(Saved data entries)

■ ■ ■ ■

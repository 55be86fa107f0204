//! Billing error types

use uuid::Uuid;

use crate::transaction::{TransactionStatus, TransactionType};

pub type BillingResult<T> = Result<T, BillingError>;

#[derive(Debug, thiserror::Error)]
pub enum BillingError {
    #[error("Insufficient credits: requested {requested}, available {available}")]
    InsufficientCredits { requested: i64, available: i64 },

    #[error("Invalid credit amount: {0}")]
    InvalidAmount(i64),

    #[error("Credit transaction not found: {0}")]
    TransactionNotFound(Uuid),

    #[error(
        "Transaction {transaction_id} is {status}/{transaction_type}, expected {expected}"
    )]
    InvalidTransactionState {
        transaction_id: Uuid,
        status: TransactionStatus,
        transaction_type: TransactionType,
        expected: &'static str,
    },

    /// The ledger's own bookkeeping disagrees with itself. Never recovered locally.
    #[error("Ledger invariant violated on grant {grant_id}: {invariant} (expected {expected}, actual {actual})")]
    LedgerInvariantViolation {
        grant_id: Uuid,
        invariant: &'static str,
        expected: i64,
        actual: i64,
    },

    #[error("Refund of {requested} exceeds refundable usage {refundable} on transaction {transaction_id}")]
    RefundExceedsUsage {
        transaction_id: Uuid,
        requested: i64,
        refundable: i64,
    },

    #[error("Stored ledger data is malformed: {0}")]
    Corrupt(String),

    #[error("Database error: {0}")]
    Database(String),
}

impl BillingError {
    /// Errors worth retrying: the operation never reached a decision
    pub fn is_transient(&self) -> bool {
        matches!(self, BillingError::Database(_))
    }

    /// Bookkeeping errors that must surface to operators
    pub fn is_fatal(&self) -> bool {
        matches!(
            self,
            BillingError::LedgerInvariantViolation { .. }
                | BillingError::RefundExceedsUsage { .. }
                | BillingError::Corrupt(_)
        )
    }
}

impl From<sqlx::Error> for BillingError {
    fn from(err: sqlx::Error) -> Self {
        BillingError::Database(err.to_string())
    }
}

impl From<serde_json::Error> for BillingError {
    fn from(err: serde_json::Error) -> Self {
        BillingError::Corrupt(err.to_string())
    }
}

■ ■ ■ ■

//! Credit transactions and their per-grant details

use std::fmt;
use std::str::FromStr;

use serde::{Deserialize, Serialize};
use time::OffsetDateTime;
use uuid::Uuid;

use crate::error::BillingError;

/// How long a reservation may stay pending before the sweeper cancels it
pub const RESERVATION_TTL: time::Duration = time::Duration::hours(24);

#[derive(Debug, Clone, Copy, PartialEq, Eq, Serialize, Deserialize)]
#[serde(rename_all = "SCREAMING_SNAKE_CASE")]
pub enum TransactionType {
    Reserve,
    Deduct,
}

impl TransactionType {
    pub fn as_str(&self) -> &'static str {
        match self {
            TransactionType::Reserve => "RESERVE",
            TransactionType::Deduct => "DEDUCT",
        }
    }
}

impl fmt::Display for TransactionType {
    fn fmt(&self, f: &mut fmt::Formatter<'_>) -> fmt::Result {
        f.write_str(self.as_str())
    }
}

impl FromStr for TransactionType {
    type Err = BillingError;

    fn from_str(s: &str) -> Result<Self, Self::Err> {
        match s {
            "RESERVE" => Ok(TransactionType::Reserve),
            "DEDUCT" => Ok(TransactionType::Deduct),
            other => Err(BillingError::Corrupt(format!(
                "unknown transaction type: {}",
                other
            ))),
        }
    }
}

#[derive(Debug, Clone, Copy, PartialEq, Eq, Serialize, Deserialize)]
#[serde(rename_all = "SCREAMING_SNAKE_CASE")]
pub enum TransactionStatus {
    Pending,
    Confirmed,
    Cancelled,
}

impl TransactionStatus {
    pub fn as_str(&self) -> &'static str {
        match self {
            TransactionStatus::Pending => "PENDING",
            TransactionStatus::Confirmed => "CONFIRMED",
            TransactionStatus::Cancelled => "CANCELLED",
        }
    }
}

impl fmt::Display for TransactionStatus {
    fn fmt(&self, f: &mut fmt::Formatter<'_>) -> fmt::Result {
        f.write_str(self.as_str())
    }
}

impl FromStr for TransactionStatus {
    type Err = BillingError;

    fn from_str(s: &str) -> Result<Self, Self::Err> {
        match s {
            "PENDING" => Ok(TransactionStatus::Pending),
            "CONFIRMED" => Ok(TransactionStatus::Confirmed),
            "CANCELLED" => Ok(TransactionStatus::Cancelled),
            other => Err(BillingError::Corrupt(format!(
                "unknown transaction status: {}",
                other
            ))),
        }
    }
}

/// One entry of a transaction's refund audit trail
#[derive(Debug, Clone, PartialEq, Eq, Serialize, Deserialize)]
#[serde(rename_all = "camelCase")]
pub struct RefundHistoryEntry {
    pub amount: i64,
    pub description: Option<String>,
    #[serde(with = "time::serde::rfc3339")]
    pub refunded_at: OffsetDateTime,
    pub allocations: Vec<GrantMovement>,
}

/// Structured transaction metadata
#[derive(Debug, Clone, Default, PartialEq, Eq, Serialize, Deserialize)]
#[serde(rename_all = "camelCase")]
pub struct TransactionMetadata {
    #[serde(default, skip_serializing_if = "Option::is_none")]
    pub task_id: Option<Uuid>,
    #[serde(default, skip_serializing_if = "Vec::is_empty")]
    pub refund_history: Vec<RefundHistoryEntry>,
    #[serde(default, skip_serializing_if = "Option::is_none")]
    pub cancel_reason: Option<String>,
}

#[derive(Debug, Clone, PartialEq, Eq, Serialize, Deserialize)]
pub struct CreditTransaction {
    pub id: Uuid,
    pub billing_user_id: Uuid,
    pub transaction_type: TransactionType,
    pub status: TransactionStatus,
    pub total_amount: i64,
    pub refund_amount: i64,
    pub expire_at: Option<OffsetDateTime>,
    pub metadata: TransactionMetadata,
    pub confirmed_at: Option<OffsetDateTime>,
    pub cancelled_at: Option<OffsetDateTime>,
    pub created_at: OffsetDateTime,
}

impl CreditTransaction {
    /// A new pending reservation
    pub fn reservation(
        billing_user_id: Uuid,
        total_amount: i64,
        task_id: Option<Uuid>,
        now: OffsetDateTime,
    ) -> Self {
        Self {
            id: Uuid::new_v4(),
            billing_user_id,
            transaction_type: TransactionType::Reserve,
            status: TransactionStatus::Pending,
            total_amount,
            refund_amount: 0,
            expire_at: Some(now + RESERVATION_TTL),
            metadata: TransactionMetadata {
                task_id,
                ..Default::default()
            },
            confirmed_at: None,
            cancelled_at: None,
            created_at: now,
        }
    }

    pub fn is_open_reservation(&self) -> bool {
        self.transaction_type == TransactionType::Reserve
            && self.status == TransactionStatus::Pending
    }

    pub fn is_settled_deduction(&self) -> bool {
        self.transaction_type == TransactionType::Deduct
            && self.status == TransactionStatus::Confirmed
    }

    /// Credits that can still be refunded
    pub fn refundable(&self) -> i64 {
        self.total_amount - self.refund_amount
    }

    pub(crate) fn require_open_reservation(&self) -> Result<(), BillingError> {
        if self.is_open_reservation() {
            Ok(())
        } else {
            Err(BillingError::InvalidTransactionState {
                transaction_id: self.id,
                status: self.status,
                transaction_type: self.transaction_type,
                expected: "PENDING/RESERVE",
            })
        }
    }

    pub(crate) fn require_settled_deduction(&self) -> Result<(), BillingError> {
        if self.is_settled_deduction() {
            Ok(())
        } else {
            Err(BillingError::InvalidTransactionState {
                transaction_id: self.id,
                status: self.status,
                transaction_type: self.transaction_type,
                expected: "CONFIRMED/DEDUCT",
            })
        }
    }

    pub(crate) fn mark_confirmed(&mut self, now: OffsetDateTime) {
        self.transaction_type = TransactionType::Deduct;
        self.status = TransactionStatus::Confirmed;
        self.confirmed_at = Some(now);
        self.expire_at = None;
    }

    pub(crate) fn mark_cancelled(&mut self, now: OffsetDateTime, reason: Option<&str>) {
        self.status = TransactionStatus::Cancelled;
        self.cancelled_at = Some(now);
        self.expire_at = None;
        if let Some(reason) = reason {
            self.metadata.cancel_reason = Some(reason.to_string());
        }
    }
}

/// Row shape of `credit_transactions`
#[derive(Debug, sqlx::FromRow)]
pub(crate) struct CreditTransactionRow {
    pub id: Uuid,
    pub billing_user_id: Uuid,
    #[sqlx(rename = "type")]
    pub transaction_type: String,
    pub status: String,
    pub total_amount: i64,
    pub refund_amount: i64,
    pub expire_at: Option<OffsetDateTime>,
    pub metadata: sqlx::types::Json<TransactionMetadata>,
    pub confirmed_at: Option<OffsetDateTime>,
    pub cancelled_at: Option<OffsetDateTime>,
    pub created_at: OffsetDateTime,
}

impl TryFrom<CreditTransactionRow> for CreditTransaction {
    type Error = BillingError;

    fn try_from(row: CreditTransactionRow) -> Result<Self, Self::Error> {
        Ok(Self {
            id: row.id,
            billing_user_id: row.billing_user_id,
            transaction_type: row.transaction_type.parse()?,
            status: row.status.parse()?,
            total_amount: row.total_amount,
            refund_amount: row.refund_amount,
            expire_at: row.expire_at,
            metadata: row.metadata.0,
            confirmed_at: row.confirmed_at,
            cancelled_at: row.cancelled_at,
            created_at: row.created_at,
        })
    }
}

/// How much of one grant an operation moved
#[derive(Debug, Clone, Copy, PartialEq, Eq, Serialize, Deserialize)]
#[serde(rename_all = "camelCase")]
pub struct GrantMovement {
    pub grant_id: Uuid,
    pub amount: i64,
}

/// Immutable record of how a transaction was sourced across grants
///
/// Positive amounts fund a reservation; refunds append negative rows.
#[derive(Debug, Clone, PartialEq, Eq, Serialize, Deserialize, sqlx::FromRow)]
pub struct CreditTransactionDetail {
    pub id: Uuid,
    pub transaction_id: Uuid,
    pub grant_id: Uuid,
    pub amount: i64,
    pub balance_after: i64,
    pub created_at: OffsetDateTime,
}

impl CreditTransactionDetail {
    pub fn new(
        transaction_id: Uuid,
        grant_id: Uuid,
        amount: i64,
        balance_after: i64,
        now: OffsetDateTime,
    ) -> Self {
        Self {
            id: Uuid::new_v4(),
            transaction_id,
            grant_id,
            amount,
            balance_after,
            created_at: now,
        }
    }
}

■ ■ ■ ■

YOUR TASK: Search the entries for the word "LedgerInvariantViolation". Copy every line where it occurs.

WRITTEN RESPONSE:
    LedgerInvariantViolation {
            BillingError::LedgerInvariantViolation { .. }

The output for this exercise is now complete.